**** Source information

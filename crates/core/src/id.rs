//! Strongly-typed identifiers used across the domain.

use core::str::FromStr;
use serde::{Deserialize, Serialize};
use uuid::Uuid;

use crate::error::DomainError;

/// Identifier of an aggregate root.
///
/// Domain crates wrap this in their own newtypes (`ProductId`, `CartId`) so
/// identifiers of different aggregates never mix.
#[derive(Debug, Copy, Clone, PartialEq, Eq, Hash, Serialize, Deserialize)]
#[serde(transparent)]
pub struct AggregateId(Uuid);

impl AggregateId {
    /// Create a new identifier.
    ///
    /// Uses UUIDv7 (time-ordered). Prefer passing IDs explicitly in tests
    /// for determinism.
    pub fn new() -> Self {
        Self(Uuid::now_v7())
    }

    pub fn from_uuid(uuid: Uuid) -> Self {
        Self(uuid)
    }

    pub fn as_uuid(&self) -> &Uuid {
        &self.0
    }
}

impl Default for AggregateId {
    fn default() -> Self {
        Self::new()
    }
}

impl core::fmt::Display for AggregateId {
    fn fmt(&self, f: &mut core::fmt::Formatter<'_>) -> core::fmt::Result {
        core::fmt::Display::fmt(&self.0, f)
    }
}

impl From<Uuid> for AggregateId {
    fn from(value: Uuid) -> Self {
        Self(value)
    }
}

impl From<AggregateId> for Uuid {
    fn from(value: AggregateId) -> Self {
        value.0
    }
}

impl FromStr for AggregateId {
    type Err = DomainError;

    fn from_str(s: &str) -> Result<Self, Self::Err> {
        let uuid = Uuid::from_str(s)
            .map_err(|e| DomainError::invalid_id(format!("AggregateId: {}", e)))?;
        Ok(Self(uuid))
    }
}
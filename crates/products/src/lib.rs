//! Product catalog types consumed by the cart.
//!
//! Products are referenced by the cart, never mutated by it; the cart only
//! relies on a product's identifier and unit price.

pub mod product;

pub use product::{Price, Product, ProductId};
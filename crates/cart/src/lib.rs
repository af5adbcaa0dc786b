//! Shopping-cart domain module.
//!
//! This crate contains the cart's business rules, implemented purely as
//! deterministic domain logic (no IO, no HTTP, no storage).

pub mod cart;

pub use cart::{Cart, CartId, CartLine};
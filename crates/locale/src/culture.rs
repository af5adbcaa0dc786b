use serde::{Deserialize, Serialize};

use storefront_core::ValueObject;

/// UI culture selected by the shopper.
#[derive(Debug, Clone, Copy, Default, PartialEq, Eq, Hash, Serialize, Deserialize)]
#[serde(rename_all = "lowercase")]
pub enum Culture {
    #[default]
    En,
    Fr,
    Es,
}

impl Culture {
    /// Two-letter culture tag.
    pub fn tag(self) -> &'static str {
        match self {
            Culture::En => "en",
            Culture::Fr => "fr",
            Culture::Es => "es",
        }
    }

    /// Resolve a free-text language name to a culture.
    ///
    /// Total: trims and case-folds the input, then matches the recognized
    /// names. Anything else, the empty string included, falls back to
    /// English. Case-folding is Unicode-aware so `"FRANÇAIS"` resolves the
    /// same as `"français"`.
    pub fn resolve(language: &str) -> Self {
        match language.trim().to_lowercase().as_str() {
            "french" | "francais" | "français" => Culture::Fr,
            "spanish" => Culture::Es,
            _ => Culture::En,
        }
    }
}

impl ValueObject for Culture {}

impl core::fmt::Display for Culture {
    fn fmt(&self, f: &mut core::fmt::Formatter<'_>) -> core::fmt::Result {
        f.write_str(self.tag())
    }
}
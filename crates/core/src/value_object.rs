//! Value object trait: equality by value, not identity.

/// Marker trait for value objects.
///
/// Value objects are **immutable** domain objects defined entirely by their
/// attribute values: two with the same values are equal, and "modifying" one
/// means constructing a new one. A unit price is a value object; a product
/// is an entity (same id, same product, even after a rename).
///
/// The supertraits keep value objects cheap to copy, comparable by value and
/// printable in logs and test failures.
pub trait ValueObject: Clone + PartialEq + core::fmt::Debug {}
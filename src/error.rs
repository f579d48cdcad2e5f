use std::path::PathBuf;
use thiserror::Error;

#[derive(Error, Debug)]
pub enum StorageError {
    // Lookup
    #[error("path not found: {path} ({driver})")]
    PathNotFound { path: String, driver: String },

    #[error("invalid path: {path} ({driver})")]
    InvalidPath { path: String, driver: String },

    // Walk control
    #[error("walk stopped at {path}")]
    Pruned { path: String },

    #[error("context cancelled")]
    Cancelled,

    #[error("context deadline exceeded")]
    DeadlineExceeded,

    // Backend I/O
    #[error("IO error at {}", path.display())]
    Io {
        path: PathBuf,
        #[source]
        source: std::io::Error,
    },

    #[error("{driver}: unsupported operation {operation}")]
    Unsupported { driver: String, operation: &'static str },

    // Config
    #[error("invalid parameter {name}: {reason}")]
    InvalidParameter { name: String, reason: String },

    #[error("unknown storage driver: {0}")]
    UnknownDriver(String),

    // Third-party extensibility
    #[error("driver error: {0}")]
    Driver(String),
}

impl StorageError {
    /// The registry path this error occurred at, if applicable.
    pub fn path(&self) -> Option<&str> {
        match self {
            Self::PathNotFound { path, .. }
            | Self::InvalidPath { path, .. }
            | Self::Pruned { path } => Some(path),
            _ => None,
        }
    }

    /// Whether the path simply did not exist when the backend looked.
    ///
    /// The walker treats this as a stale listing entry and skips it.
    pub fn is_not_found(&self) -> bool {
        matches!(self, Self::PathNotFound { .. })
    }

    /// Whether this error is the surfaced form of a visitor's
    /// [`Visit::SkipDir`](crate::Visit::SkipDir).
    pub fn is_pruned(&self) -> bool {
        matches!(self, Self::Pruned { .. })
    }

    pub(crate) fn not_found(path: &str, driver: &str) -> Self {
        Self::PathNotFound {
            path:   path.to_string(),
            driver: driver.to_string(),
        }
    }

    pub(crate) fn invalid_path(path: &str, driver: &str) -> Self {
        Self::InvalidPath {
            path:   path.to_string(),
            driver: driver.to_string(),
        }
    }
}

********

== Prompt ==
A complete answer gives every line of the data that includes "Hash".

== Result ==
#[derive(Debug, Copy, Clone, PartialEq, Eq, Hash, Serialize, Deserialize)]
#[derive(Debug, Clone, Copy, Default, PartialEq, Eq, Hash, Serialize, Deserialize)]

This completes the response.